Search the entries below for the word "type" and copy each line that has it.

---------- SOURCE DATA

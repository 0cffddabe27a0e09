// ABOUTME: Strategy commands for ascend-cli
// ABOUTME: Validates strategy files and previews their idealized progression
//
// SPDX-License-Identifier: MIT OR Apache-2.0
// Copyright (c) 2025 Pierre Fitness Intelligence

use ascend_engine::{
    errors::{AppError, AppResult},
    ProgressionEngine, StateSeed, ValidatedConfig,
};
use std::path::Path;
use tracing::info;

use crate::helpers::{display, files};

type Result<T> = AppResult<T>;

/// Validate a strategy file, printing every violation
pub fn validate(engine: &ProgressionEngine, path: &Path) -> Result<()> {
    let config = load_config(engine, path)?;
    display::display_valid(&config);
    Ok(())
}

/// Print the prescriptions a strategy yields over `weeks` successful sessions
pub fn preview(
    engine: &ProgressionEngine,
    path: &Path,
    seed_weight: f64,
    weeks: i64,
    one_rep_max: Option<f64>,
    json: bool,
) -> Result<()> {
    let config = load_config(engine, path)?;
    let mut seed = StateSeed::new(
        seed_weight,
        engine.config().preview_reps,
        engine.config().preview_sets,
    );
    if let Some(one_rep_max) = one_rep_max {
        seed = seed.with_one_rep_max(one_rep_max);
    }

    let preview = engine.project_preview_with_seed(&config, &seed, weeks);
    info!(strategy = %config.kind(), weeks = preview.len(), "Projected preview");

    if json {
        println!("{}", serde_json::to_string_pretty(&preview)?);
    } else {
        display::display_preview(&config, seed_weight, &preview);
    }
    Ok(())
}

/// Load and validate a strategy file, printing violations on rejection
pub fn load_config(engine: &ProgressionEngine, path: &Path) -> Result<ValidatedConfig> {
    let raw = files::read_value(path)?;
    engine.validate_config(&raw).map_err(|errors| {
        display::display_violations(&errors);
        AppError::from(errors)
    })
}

--------------------
---------- SOURCE DATA

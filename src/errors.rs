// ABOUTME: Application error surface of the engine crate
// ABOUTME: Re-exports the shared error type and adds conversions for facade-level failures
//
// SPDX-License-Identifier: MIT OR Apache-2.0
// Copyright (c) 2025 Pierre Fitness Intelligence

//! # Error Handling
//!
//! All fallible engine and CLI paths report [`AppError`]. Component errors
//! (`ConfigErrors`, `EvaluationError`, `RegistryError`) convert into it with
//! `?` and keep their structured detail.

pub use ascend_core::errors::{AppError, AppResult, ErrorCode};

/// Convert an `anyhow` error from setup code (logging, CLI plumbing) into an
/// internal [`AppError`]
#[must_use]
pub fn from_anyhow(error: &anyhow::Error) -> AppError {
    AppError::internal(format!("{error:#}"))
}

--------------------

### ANSWER TO THIS PROBLEM:
type Result<T> = AppResult<T>;
// ABOUTME: Re-exports the shared error type and adds conversions for facade-level failures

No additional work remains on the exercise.